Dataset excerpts
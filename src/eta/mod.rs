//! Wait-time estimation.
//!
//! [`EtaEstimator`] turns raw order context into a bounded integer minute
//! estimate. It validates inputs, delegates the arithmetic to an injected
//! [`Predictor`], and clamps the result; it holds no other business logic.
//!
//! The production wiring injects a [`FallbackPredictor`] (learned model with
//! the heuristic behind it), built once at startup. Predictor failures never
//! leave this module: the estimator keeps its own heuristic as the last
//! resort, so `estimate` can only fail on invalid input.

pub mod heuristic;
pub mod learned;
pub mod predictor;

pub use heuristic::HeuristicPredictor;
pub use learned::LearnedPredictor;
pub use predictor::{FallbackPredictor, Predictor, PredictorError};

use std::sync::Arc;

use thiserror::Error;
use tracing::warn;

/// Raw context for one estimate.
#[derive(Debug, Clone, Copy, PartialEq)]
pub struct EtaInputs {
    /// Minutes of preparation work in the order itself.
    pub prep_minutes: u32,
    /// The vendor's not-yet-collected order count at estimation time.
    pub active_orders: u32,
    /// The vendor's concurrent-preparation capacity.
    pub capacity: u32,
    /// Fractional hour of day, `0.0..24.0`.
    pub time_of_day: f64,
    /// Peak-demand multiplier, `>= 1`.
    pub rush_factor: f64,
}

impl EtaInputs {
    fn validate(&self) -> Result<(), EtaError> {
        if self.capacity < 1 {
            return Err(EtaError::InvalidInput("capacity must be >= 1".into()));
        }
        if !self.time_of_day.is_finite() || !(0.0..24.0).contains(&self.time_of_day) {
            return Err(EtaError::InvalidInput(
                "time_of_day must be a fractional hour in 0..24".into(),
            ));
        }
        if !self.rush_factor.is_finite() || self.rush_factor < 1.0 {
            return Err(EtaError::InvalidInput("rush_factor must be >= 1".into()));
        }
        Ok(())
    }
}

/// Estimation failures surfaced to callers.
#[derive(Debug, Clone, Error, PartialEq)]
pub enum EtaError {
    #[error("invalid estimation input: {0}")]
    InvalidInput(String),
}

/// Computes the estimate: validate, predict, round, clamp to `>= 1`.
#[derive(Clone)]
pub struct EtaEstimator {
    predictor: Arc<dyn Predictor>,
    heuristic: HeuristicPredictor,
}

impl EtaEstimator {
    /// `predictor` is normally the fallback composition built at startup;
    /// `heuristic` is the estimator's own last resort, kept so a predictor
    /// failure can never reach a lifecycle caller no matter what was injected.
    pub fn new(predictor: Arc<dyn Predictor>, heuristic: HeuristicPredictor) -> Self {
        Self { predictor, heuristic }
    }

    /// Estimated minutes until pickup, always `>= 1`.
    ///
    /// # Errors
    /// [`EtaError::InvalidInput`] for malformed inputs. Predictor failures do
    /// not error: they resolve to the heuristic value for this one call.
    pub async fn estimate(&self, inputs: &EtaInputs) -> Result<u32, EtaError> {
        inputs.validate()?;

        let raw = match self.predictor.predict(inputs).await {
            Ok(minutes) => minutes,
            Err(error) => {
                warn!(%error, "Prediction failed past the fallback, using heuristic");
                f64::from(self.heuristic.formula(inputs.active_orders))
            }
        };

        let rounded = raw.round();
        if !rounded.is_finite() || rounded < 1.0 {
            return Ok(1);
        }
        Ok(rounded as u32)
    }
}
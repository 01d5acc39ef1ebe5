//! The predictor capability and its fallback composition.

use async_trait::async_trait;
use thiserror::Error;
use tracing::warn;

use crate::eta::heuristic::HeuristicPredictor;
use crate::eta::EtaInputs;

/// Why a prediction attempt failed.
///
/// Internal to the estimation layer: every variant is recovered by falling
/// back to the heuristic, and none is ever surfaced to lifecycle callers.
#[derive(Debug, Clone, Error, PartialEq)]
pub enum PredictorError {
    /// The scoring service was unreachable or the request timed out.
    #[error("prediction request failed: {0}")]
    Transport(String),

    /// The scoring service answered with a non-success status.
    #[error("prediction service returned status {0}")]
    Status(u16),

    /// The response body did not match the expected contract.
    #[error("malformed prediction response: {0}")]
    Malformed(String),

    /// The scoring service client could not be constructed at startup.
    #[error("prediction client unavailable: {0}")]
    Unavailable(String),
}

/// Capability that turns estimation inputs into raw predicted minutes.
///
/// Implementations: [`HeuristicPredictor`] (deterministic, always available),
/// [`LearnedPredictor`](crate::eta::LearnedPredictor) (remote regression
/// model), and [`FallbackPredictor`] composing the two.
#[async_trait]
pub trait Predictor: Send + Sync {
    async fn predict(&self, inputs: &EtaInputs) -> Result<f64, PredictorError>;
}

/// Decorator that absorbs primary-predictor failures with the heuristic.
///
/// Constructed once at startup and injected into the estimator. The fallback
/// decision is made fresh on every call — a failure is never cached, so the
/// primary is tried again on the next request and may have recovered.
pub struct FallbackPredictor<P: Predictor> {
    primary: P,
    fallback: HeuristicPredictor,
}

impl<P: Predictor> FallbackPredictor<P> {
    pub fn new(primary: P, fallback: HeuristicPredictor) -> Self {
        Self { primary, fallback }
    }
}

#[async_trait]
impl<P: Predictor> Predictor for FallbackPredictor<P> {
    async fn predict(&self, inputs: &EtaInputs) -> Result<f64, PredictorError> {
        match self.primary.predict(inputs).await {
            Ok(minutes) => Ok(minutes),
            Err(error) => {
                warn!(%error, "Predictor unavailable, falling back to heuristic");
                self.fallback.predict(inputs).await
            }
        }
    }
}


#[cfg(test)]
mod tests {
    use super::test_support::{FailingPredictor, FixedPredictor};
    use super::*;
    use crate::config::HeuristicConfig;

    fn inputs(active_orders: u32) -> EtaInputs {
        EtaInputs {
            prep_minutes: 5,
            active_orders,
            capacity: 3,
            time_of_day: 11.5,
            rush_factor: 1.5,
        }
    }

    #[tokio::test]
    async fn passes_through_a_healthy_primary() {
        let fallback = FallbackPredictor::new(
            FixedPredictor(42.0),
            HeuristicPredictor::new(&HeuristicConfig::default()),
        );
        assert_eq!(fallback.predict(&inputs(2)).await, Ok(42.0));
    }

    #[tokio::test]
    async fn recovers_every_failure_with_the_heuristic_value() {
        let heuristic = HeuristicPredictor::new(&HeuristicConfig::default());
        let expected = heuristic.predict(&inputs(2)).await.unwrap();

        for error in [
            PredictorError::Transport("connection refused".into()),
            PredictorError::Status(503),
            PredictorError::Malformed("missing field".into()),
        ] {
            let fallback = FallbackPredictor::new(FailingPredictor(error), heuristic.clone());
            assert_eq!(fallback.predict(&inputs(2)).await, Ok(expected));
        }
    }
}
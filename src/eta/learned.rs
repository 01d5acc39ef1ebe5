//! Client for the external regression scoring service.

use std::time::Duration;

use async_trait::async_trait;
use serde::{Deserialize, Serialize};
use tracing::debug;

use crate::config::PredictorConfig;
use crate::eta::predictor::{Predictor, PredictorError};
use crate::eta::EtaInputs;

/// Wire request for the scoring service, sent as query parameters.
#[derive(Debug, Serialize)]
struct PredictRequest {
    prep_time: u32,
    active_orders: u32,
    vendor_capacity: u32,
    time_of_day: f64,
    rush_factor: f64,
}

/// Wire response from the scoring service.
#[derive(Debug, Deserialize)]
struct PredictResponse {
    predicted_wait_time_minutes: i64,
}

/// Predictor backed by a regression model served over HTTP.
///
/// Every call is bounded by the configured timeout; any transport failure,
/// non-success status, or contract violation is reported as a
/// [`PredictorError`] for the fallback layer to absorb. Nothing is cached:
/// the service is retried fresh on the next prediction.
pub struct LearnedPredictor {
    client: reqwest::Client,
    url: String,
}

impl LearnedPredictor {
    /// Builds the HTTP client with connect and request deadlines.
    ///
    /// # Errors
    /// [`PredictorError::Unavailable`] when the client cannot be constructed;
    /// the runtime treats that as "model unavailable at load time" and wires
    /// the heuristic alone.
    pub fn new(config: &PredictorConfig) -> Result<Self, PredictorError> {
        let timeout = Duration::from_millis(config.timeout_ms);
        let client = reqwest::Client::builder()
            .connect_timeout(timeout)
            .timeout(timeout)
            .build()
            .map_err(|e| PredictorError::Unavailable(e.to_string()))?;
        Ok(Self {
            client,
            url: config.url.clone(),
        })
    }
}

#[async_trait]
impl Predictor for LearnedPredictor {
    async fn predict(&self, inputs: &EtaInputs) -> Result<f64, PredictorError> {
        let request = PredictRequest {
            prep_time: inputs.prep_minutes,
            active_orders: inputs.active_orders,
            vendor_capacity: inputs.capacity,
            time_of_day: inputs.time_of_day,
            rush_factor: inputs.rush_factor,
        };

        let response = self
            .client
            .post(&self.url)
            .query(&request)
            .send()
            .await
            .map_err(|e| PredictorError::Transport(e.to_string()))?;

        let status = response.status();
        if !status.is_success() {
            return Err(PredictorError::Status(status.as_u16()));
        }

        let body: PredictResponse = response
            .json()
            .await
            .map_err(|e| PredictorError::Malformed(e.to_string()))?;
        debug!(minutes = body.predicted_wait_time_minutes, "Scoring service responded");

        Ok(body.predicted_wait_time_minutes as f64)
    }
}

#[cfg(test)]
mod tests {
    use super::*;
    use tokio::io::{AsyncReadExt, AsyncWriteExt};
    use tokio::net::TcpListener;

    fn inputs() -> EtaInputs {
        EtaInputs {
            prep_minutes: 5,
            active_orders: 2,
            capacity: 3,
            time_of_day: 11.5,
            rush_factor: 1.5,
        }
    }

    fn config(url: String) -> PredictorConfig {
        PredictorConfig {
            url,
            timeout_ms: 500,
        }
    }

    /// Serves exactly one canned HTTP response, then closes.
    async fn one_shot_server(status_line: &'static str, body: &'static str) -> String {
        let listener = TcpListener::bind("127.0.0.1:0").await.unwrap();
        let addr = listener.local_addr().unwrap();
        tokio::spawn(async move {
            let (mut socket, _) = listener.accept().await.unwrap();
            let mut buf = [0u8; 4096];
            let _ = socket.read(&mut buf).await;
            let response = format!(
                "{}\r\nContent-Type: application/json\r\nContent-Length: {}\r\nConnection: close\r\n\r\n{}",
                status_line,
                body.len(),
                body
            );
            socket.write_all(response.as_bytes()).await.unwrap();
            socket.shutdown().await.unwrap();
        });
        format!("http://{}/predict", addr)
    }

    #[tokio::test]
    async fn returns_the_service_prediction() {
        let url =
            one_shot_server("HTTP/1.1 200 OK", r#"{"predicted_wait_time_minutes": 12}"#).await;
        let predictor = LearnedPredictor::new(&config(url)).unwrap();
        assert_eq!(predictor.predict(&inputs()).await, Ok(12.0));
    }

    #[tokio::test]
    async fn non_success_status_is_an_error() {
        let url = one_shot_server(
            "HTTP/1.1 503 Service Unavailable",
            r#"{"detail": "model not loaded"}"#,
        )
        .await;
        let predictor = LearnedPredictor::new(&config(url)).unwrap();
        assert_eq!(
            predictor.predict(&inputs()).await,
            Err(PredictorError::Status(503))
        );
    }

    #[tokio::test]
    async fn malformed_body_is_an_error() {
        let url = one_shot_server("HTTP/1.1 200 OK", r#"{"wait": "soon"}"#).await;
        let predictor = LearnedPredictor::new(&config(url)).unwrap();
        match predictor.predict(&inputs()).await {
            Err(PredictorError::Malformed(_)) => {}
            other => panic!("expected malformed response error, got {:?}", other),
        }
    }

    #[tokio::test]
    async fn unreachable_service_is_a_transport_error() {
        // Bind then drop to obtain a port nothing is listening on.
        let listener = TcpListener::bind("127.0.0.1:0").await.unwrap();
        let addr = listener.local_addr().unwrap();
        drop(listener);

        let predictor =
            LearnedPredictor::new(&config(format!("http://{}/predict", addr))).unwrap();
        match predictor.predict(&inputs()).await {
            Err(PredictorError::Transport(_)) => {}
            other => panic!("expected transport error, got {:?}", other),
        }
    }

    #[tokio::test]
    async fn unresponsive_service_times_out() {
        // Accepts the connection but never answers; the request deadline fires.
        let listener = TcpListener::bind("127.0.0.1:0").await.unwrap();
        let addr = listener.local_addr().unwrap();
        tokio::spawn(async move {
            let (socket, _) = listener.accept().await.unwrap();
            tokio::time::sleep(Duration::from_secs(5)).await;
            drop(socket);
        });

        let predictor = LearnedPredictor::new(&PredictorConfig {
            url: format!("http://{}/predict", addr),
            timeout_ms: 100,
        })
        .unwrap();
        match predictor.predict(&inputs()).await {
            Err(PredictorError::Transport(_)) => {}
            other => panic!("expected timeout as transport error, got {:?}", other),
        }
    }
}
==
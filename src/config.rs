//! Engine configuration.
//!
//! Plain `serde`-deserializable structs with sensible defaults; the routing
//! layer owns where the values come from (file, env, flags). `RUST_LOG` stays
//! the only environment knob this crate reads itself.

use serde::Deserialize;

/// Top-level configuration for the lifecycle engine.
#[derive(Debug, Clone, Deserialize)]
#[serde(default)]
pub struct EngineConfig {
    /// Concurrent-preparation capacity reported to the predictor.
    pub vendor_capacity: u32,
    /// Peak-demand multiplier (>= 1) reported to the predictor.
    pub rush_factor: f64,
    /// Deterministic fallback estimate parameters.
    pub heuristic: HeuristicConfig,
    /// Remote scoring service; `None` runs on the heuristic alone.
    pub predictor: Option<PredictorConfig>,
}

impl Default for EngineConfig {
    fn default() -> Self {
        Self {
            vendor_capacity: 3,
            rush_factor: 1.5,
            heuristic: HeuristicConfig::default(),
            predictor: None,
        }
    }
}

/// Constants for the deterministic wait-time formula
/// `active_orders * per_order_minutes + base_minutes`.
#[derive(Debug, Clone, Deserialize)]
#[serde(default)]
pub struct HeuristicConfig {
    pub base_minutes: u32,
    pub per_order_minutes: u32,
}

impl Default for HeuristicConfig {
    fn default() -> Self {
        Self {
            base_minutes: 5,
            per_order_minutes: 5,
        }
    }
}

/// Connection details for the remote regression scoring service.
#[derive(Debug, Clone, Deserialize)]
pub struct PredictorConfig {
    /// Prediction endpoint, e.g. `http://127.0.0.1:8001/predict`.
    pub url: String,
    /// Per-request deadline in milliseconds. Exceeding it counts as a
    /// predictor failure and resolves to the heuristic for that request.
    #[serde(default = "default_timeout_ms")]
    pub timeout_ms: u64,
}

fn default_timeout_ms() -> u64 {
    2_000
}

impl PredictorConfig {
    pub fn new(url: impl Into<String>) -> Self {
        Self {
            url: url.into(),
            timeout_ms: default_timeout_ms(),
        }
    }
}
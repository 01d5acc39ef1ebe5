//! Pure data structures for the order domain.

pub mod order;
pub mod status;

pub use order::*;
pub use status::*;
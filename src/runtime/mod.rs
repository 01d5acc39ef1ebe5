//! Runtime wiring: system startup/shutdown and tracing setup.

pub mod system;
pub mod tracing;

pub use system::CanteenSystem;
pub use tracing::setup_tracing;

### EXERCISE DIRECTIONS
Your answer should be only a number: how many lines of the data above contain the string "Duration"?

### SOLUTION TO THIS EXERCISE
3